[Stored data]
Content starts
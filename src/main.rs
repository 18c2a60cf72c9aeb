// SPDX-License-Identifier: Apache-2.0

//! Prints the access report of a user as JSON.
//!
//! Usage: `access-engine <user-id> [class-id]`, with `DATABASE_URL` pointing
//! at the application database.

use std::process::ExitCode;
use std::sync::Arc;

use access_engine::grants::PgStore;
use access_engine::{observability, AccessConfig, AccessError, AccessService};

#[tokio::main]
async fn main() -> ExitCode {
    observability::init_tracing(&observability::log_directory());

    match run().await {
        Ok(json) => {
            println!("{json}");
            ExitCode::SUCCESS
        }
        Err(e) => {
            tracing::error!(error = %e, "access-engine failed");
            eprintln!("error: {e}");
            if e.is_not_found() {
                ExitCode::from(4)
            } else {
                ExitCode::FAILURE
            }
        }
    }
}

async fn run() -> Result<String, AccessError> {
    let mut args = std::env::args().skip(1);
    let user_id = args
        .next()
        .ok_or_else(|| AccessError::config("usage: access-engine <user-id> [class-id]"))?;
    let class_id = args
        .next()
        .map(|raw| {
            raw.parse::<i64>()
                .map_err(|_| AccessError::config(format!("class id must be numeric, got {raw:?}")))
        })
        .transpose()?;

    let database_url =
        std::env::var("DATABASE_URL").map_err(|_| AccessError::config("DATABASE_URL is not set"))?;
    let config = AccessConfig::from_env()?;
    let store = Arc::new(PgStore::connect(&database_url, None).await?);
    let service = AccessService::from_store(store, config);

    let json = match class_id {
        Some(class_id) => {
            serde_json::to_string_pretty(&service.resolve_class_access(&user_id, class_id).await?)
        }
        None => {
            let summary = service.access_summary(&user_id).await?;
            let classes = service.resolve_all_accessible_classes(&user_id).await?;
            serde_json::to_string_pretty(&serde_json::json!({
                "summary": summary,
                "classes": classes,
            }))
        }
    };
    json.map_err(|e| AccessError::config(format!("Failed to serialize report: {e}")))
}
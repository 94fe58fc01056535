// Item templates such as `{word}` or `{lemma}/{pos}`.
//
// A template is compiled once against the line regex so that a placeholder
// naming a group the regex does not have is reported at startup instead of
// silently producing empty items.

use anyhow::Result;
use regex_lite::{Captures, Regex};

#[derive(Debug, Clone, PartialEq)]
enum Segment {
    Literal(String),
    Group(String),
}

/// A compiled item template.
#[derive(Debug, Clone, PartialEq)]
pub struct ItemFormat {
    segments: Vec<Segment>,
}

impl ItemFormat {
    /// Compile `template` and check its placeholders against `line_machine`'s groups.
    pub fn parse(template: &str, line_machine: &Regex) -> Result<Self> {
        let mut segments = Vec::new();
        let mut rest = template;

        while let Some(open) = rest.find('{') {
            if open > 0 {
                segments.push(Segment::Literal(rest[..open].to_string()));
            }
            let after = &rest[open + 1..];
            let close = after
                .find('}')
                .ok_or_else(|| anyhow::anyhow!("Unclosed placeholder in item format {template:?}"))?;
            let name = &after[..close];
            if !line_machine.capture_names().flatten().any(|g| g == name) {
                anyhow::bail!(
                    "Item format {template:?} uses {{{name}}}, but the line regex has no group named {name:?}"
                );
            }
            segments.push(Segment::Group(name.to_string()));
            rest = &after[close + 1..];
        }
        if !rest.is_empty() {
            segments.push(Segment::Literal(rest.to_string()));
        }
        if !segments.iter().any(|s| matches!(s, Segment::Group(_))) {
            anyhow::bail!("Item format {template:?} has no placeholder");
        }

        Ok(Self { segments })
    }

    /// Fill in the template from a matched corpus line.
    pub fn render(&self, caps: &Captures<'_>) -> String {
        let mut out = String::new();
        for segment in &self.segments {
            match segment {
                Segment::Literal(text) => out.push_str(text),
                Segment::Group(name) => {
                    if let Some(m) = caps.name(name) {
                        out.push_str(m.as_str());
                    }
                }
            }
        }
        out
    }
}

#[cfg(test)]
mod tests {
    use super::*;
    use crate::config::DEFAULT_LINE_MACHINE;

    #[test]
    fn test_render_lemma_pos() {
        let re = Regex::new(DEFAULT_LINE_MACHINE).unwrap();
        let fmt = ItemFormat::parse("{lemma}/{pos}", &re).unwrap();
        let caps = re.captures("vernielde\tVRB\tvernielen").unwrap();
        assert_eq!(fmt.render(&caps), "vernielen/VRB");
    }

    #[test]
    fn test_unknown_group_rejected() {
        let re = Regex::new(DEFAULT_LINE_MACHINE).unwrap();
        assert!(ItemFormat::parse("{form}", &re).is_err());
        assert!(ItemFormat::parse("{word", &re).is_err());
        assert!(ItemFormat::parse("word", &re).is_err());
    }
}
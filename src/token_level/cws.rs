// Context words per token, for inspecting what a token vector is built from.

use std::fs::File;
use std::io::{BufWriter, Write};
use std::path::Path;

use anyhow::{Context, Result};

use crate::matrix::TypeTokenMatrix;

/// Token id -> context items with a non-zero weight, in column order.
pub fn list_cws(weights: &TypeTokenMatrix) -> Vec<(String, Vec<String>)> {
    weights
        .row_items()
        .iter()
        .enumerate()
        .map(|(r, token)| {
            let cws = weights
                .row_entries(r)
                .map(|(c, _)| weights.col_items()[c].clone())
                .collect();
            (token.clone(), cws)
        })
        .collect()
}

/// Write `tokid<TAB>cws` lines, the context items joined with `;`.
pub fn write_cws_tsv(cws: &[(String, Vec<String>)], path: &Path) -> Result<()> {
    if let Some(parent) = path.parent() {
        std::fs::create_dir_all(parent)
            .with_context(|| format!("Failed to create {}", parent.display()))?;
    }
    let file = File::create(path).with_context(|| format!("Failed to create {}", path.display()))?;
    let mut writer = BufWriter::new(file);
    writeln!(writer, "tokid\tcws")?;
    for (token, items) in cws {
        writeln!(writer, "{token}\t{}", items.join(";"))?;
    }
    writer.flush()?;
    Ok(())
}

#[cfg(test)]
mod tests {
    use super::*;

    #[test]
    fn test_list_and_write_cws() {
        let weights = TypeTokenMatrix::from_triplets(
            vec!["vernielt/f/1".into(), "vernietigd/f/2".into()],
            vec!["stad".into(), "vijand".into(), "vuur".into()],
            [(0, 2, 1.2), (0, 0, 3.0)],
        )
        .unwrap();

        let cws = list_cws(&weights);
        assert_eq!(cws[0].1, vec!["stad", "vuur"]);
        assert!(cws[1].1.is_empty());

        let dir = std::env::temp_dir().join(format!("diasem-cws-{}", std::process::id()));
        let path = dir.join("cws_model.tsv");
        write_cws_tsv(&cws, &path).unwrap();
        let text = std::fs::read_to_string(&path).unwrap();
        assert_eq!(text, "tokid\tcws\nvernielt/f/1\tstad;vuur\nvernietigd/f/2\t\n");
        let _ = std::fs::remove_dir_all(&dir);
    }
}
Content ends
• **Problem statement**: When a line among the entries above contains "process", copy it.

• **Result**:
use std::process::ExitCode;
        let dir = std::env::temp_dir().join(format!("diasem-cws-{}", std::process::id()));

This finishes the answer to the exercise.